The Mango Tree Salad, Fig & Maple

Similarly, Chef Radhika Khandelwal of Fig & Maple, New Delhi and Goa has been on a mission to champion zero-waste cooking for over eight years. Her dish Pumpkin and Barley Risotto uses an entire pumpkin, including its skin, seeds, leaves, and flowers. Another dish, Carrot Top Pesto with Prawns, uses every part of the carrot plant. “By blending carrot tops with nuts, cheese, and olive oil, we create a vibrant and flavourful pesto sauce that pairs perfectly with succulent prawns,” she says.

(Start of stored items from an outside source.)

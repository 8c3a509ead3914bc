use crate::app_config::LedgerConfig;
use async_trait::async_trait;
use serde::Deserialize;
use serde_json::json;
use tally_core::{LedgerStore, StoreError};
use tracing::debug;

const BASE_URL: &str = "https://sheets.googleapis.com/v4/spreadsheets";
/// Column span of every table's data region; the header row above it is
/// never touched.
const DATA_REGION: &str = "A2:F";

/// `LedgerStore` over the Google Sheets values API.
///
/// Order tables live in one spreadsheet, the stock table in another; the
/// table name decides which one a call is routed to.
pub struct SheetsLedgerStore {
    http: reqwest::Client,
    spreadsheet_id: String,
    stock_spreadsheet_id: String,
    stock_table: String,
    token: String,
}

impl SheetsLedgerStore {
    pub fn new(config: &LedgerConfig, stock_table: &str) -> Self {
        Self {
            http: reqwest::Client::new(),
            spreadsheet_id: config.spreadsheet_id.clone(),
            stock_spreadsheet_id: config.stock_spreadsheet_id.clone(),
            stock_table: stock_table.to_string(),
            token: config.access_token.clone(),
        }
    }

    fn spreadsheet_for(&self, table: &str) -> &str {
        if table == self.stock_table {
            &self.stock_spreadsheet_id
        } else {
            &self.spreadsheet_id
        }
    }

    fn values_url(&self, table: &str, range: &str) -> String {
        format!(
            "{BASE_URL}/{}/values/{}",
            self.spreadsheet_for(table),
            encode_range(&format!("'{table}'!{range}"))
        )
    }

    async fn get_values(&self, table: &str, range: &str) -> Result<Vec<Vec<String>>, StoreError> {
        let response = self
            .http
            .get(self.values_url(table, range))
            .bearer_auth(&self.token)
            .send()
            .await
            .map_err(transport)?;
        let response = ensure_success(response, table)?;
        let body: ValuesResponse = response
            .json()
            .await
            .map_err(|err| StoreError::Payload(err.to_string()))?;
        Ok(body.values)
    }

    async fn put_values(
        &self,
        table: &str,
        range: &str,
        values: Vec<Vec<String>>,
    ) -> Result<(), StoreError> {
        let url = format!("{}?valueInputOption=RAW", self.values_url(table, range));
        let response = self
            .http
            .put(url)
            .bearer_auth(&self.token)
            .json(&json!({ "values": values }))
            .send()
            .await
            .map_err(transport)?;
        ensure_success(response, table)?;
        Ok(())
    }

    async fn clear_values(&self, table: &str, range: &str) -> Result<(), StoreError> {
        let url = format!("{}:clear", self.values_url(table, range));
        let response = self
            .http
            .post(url)
            .bearer_auth(&self.token)
            .json(&json!({}))
            .send()
            .await
            .map_err(transport)?;
        ensure_success(response, table)?;
        Ok(())
    }
}

#[derive(Deserialize)]
struct ValuesResponse {
    #[serde(default)]
    values: Vec<Vec<String>>,
}

#[async_trait]
impl LedgerStore for SheetsLedgerStore {
    async fn read_table(&self, table: &str) -> Result<Vec<Vec<String>>, StoreError> {
        self.get_values(table, DATA_REGION).await
    }

    async fn write_table(&self, table: &str, rows: Vec<Vec<String>>) -> Result<(), StoreError> {
        // The values API has no partial-row update, so the data region is
        // cleared and rewritten wholesale.
        debug!(table, rows = rows.len(), "rewriting table");
        self.clear_values(table, DATA_REGION).await?;
        if rows.is_empty() {
            return Ok(());
        }
        self.put_values(table, "A2", rows).await
    }

    async fn read_cell(&self, table: &str, cell: &str) -> Result<Option<String>, StoreError> {
        let values = self.get_values(table, cell).await?;
        Ok(values
            .into_iter()
            .next()
            .and_then(|row| row.into_iter().next())
            .filter(|value| !value.is_empty()))
    }

    async fn write_cell(&self, table: &str, cell: &str, value: &str) -> Result<(), StoreError> {
        self.put_values(table, cell, vec![vec![value.to_string()]])
            .await
    }
}

fn transport(err: reqwest::Error) -> StoreError {
    StoreError::Transport(err.to_string())
}

fn ensure_success(
    response: reqwest::Response,
    table: &str,
) -> Result<reqwest::Response, StoreError> {
    if response.status().is_success() {
        Ok(response)
    } else {
        Err(StoreError::Transport(format!(
            "{} from sheets api for table {table}",
            response.status()
        )))
    }
}

/// Minimal percent-encoding for A1 ranges embedded in a URL path.
fn encode_range(range: &str) -> String {
    range
        .replace('%', "%25")
        .replace(' ', "%20")
        .replace('\'', "%27")
}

Chef Johnson, on the other hand, burns onion skins to turn them into ash and uses them to add a smoky flavour to some of his dishes. He also ensures the tips of strawberries don’t go to waste by converting them into ferments to extract as much of the flavour or nutritional value. “Edges of certain breads that have not proved enough or baked right are dried, powdered and made into tasty chips. Leftover croissants turn into spice crumbs and potato skins are fermented, fried, and made into a flavourful powder that tastes like chaat masala and is used as herb salts,” Chef Sharma explains.

Beyond The Plate

While chefs have found exciting new ways of converting scraps to scrumptious bites, there are certain trimmings or peels that have found use outside kitchens. “When we make ferments or kombuchas, we don’t throw out the residue that remains; we compost them, and these compost bins rejuvenate the soil. It’s a full circle in terms of waste management,” Chef Johnson shares. Through regenerative agriculture, Chef Sharma and his team are working with farmers to ensure that the practices they follow and the farms they source their supplies from are adding carbon back to the soil.

Way Forward

What can chefs do to take sustainability into account? Chef Khandelwal explains it best. “Addressing these challenges requires a shift in mindset, as well as a willingness to prioritise sustainability and responsibility alongside other considerations such as taste, consistency, and cost. By fostering curiosity, embracing flexibility, and prioritising the long-term health of the planet and communities, chefs can play a crucial role in driving positive change within the culinary industry.